* [Exercise details] All that should come back is the lines of the data below from the one containing "counts as wide." to the one containing "pub const EXEMPT_FROM_WIDE_COUNT: &[(u32, u32)]", inclusive, exactly as they stand.
- - - - -
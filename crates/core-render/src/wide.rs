//! Wide-block detection.
//!
//! A block renders in double-width columns when more than two of its glyphs
//! are at least one and a half cells wide. Requiring three avoids flagging a
//! narrow block because of a single oversized symbol.
//!
//! Detection walks the raw block table (overlapping entries included) over
//! the full metrics table once per run; the result is read-only afterwards.

use core_model::MetricsTable;
use core_text::BLOCKS;
use tracing::debug;

/// Glyph width (design units) at or above which a glyph counts as wide.
pub const WIDE_GLYPH_UNITS: i32 = 1536;

/// A block is wide when its wide-glyph count exceeds this.
pub const WIDE_COUNT_THRESHOLD: usize = 2;

/// Codepoints never counted as wide, whatever their measured width.
///
/// These are observed rendering anomalies, not a rule:
/// - U+1F96..U+1F97 (ᾖ ᾗ): ypogegrammeni drawn left of the stem inflates the
///   ink extent.
/// - U+100104..U+100107: oversized private-use glyphs in patched fonts.
pub const EXEMPT_FROM_WIDE_COUNT: &[(u32, u32)] = &[(0x1F96, 0x1F97), (0x100104, 0x100107)];

fn exempt(cp: u32) -> bool {
    EXEMPT_FROM_WIDE_COUNT
        .iter()
        .any(|&(start, end)| start <= cp && cp <= end)
}

/// Inclusive `(start, end)` ranges of blocks that render double width.
#[derive(Debug, Clone, Default, PartialEq, Eq)]
pub struct WideBlocks {
    ranges: Vec<(u32, u32)>,
}

impl WideBlocks {
    pub fn from_ranges(ranges: Vec<(u32, u32)>) -> Self {
        Self { ranges }
    }

    pub fn ranges(&self) -> &[(u32, u32)] {
        &self.ranges
    }

    pub fn is_empty(&self) -> bool {
        self.ranges.is_empty()
    }

    /// Whether any codepoint in `[start, end)` lies in a wide block.
    pub fn intersects(&self, start: u32, end: u32) -> bool {
        if end <= start {
            return false;
        }
        let last = end - 1;
        self.ranges
            .iter()
            .any(|&(block_start, block_end)| block_start <= last && start <= block_end)
    }
}

/// Count wide glyphs per block and flag blocks above the threshold.
pub fn detect_wide_blocks(table: &MetricsTable) -> WideBlocks {
    let mut ranges = Vec::new();
    for block in BLOCKS {
        let count = table
            .range(block.start, block.end)
            .filter(|(cp, m)| !exempt(*cp) && m.visual_width() >= WIDE_GLYPH_UNITS)
            .count();
        if count > WIDE_COUNT_THRESHOLD {
            debug!(target: "coverage.wide", block = block.name, count, "wide_block");
            ranges.push((block.start, block.end));
        }
    }
    WideBlocks { ranges }
}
- - - - -
* [Result of this exercise]
/// Glyph width (design units) at or above which a glyph counts as wide.
pub const WIDE_GLYPH_UNITS: i32 = 1536;

/// A block is wide when its wide-glyph count exceeds this.
pub const WIDE_COUNT_THRESHOLD: usize = 2;

/// Codepoints never counted as wide, whatever their measured width.
///
/// These are observed rendering anomalies, not a rule:
/// - U+1F96..U+1F97 (ᾖ ᾗ): ypogegrammeni drawn left of the stem inflates the
///   ink extent.
/// - U+100104..U+100107: oversized private-use glyphs in patched fonts.
pub const EXEMPT_FROM_WIDE_COUNT: &[(u32, u32)] = &[(0x1F96, 0x1F97), (0x100104, 0x100107)];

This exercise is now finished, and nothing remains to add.